> How to complete this task: Without leaving anything out, print every line of the data.

> Excerpted data:

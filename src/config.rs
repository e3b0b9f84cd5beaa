use anyhow::Result;
use serde::{Deserialize, Serialize};
use std::path::PathBuf;

#[derive(Debug, Clone, Deserialize, Serialize)]
pub struct Config {
    // Discord
    pub discord_token: String,
    pub application_id: u64,
    pub guild_id: Option<u64>, // dev-only command registration

    // Playback
    pub default_volume: f32,
    pub max_queue_size: usize,

    // Resolver
    pub cookie_file: PathBuf,

    // Lifecycles
    pub inactivity_timeout_secs: u64,
    pub connect_timeout_secs: u64,
    pub handshake_timeout_secs: u64,
}

impl Config {
    pub fn load() -> Result<Self> {
        dotenvy::dotenv().ok();

        let config = Self {
            // Discord
            discord_token: std::env::var("DISCORD_TOKEN")?,
            application_id: std::env::var("APPLICATION_ID")?.parse()?,
            guild_id: std::env::var("GUILD_ID").ok().and_then(|s| s.parse().ok()),

            // Playback
            default_volume: std::env::var("DEFAULT_VOLUME")
                .unwrap_or_else(|_| "0.5".to_string())
                .parse()?,
            max_queue_size: std::env::var("MAX_QUEUE_SIZE")
                .unwrap_or_else(|_| "1000".to_string())
                .parse()?,

            // Resolver
            cookie_file: std::env::var("COOKIE_FILE")
                .unwrap_or_else(|_| "youtube_cookies.txt".to_string())
                .into(),

            // Lifecycles
            inactivity_timeout_secs: std::env::var("INACTIVITY_TIMEOUT")
                .unwrap_or_else(|_| "300".to_string())
                .parse()?,
            connect_timeout_secs: std::env::var("CONNECT_TIMEOUT")
                .unwrap_or_else(|_| "20".to_string())
                .parse()?,
            handshake_timeout_secs: std::env::var("HANDSHAKE_TIMEOUT")
                .unwrap_or_else(|_| "12".to_string())
                .parse()?,
        };

        config.validate()?;

        Ok(config)
    }

    /// Sanity checks that catch common mistakes before the bot starts.
    pub fn validate(&self) -> Result<()> {
        if !(0.0..=1.0).contains(&self.default_volume) {
            anyhow::bail!(
                "Default volume must be between 0.0 and 1.0, got: {}",
                self.default_volume
            );
        }

        if self.max_queue_size == 0 {
            anyhow::bail!("Max queue size must be greater than 0");
        }

        if self.inactivity_timeout_secs == 0 {
            anyhow::bail!("Inactivity timeout must be greater than 0");
        }

        if self.connect_timeout_secs == 0 || self.handshake_timeout_secs == 0 {
            anyhow::bail!("Voice timeouts must be greater than 0");
        }

        Ok(())
    }
}

impl Default for Config {
    fn default() -> Self {
        Self {
            // Discord (no defaults - must be provided)
            discord_token: String::new(),
            application_id: 0,
            guild_id: None,

            // Playback defaults
            default_volume: 0.5,
            max_queue_size: 1000,

            // Resolver defaults
            cookie_file: "youtube_cookies.txt".into(),

            // Lifecycle defaults
            inactivity_timeout_secs: 300,
            connect_timeout_secs: 20,
            handshake_timeout_secs: 12,
        }
    }
}

#[cfg(test)]
mod tests {
    use super::*;

    #[test]
    fn default_config_passes_validation() {
        assert!(Config::default().validate().is_ok());
    }

    #[test]
    fn out_of_range_volume_is_rejected() {
        let config = Config {
            default_volume: 1.5,
            ..Config::default()
        };
        assert!(config.validate().is_err());
    }

    #[test]
    fn zero_queue_size_is_rejected() {
        let config = Config {
            max_queue_size: 0,
            ..Config::default()
        };
        assert!(config.validate().is_err());
    }
}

> The completed task:
filename src/config.rs
repository e3b0b9f84cd5beaa
use anyhow::Result;
use serde::{Deserialize, Serialize};
use std::path::PathBuf;

#[derive(Debug, Clone, Deserialize, Serialize)]
pub struct Config {
    // Discord
    pub discord_token: String,
    pub application_id: u64,
    pub guild_id: Option<u64>, // dev-only command registration

    // Playback
    pub default_volume: f32,
    pub max_queue_size: usize,

    // Resolver
    pub cookie_file: PathBuf,

    // Lifecycles
    pub inactivity_timeout_secs: u64,
    pub connect_timeout_secs: u64,
    pub handshake_timeout_secs: u64,
}

impl Config {
    pub fn load() -> Result<Self> {
        dotenvy::dotenv().ok();

        let config = Self {
            // Discord
            discord_token: std::env::var("DISCORD_TOKEN")?,
            application_id: std::env::var("APPLICATION_ID")?.parse()?,
            guild_id: std::env::var("GUILD_ID").ok().and_then(|s| s.parse().ok()),

            // Playback
            default_volume: std::env::var("DEFAULT_VOLUME")
                .unwrap_or_else(|_| "0.5".to_string())
                .parse()?,
            max_queue_size: std::env::var("MAX_QUEUE_SIZE")
                .unwrap_or_else(|_| "1000".to_string())
                .parse()?,

            // Resolver
            cookie_file: std::env::var("COOKIE_FILE")
                .unwrap_or_else(|_| "youtube_cookies.txt".to_string())
                .into(),

            // Lifecycles
            inactivity_timeout_secs: std::env::var("INACTIVITY_TIMEOUT")
                .unwrap_or_else(|_| "300".to_string())
                .parse()?,
            connect_timeout_secs: std::env::var("CONNECT_TIMEOUT")
                .unwrap_or_else(|_| "20".to_string())
                .parse()?,
            handshake_timeout_secs: std::env::var("HANDSHAKE_TIMEOUT")
                .unwrap_or_else(|_| "12".to_string())
                .parse()?,
        };

        config.validate()?;

        Ok(config)
    }

    /// Sanity checks that catch common mistakes before the bot starts.
    pub fn validate(&self) -> Result<()> {
        if !(0.0..=1.0).contains(&self.default_volume) {
            anyhow::bail!(
                "Default volume must be between 0.0 and 1.0, got: {}",
                self.default_volume
            );
        }

        if self.max_queue_size == 0 {
            anyhow::bail!("Max queue size must be greater than 0");
        }

        if self.inactivity_timeout_secs == 0 {
            anyhow::bail!("Inactivity timeout must be greater than 0");
        }

        if self.connect_timeout_secs == 0 || self.handshake_timeout_secs == 0 {
            anyhow::bail!("Voice timeouts must be greater than 0");
        }

        Ok(())
    }
}

impl Default for Config {
    fn default() -> Self {
        Self {
            // Discord (no defaults - must be provided)
            discord_token: String::new(),
            application_id: 0,
            guild_id: None,

            // Playback defaults
            default_volume: 0.5,
            max_queue_size: 1000,

            // Resolver defaults
            cookie_file: "youtube_cookies.txt".into(),

            // Lifecycle defaults
            inactivity_timeout_secs: 300,
            connect_timeout_secs: 20,
            handshake_timeout_secs: 12,
        }
    }
}

#[cfg(test)]
mod tests {
    use super::*;

    #[test]
    fn default_config_passes_validation() {
        assert!(Config::default().validate().is_ok());
    }

    #[test]
    fn out_of_range_volume_is_rejected() {
        let config = Config {
            default_volume: 1.5,
            ..Config::default()
        };
        assert!(config.validate().is_err());
    }

    #[test]
    fn zero_queue_size_is_rejected() {
        let config = Config {
            max_queue_size: 0,
            ..Config::default()
        };
        assert!(config.validate().is_err());
    }
}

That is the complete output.